↓

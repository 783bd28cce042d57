//! Configuration validation.
//!
//! # Responsibilities
//! - Semantic validation (serde handles syntactic)
//! - Check identifier uniqueness across built-in and custom links
//! - Validate the bind address and scrape URLs
//!
//! # Design Decisions
//! - Returns all validation errors, not just the first
//! - Validation is a pure function: ServeConfig → Result<(), Vec<ValidationError>>
//! - Runs before config is accepted into the system

use std::collections::HashSet;
use std::net::SocketAddr;

use thiserror::Error;

use crate::config::schema::ServeConfig;
use crate::links::registry::builtin_templates;

/// A single semantic configuration problem.
#[derive(Debug, Error)]
pub enum ValidationError {
    #[error("invalid bind address {0:?}")]
    BindAddress(String),

    #[error("custom link name {0:?} collides with an existing title or alias")]
    DuplicateName(String),

    #[error("invalid {field} URL {value:?}")]
    ScrapeUrl { field: &'static str, value: String },
}

/// Validate semantic constraints, collecting every violation.
pub fn validate_config(config: &ServeConfig) -> Result<(), Vec<ValidationError>> {
    let mut errors = Vec::new();

    if config.listener.bind_address.parse::<SocketAddr>().is_err() {
        errors.push(ValidationError::BindAddress(
            config.listener.bind_address.clone(),
        ));
    }

    let mut taken: HashSet<String> = HashSet::new();
    for template in builtin_templates() {
        taken.insert(template.title);
        taken.insert(template.alias);
    }
    for custom in &config.links.custom {
        for name in [&custom.name, &custom.alias].into_iter().flatten() {
            if !taken.insert(name.to_lowercase()) {
                errors.push(ValidationError::DuplicateName(name.clone()));
            }
        }
    }

    if config.scrape.enabled {
        for (field, value) in [
            ("select_url", &config.scrape.select_url),
            ("post_url", &config.scrape.post_url),
        ] {
            if url::Url::parse(value).is_err() {
                errors.push(ValidationError::ScrapeUrl {
                    field,
                    value: value.clone(),
                });
            }
        }
    }

    if errors.is_empty() {
        Ok(())
    } else {
        Err(errors)
    }
}

#[cfg(test)]
mod tests {
    use super::*;
    use crate::links::registry::CustomLink;

    #[test]
    fn test_default_config_is_valid() {
        assert!(validate_config(&ServeConfig::default()).is_ok());
    }

    #[test]
    fn test_all_errors_reported() {
        let mut config = ServeConfig::default();
        config.listener.bind_address = "not-an-address".to_string();
        config.scrape.select_url = "not a url".to_string();
        config.links.custom.push(CustomLink {
            link_type: "phone".to_string(),
            value: "1".to_string(),
            name: Some("github".to_string()),
            alias: None,
        });

        let errors = validate_config(&config).unwrap_err();
        assert_eq!(errors.len(), 3);
    }

    #[test]
    fn test_custom_name_collision() {
        let mut config = ServeConfig::default();
        config.links.custom.push(CustomLink {
            link_type: "whatsapp".to_string(),
            value: "1".to_string(),
            name: Some("WA".to_string()),
            alias: None,
        });
        let errors = validate_config(&config).unwrap_err();
        assert!(matches!(errors[0], ValidationError::DuplicateName(_)));
    }
}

↑

_EXERCISE DESCRIPTION_
Restate, word for word and with nothing added, the lines from the beginning of the records above through the line that contains "use crate::config::schema::ServeConfig;".

_ANSWER FOR THIS EXERCISE_
repository 783bd28cce042d57
//! Configuration validation.
//!
//! # Responsibilities
//! - Semantic validation (serde handles syntactic)
//! - Check identifier uniqueness across built-in and custom links
//! - Validate the bind address and scrape URLs
//!
//! # Design Decisions
//! - Returns all validation errors, not just the first
//! - Validation is a pure function: ServeConfig → Result<(), Vec<ValidationError>>
//! - Runs before config is accepted into the system

use std::collections::HashSet;
use std::net::SocketAddr;

use thiserror::Error;

use crate::config::schema::ServeConfig;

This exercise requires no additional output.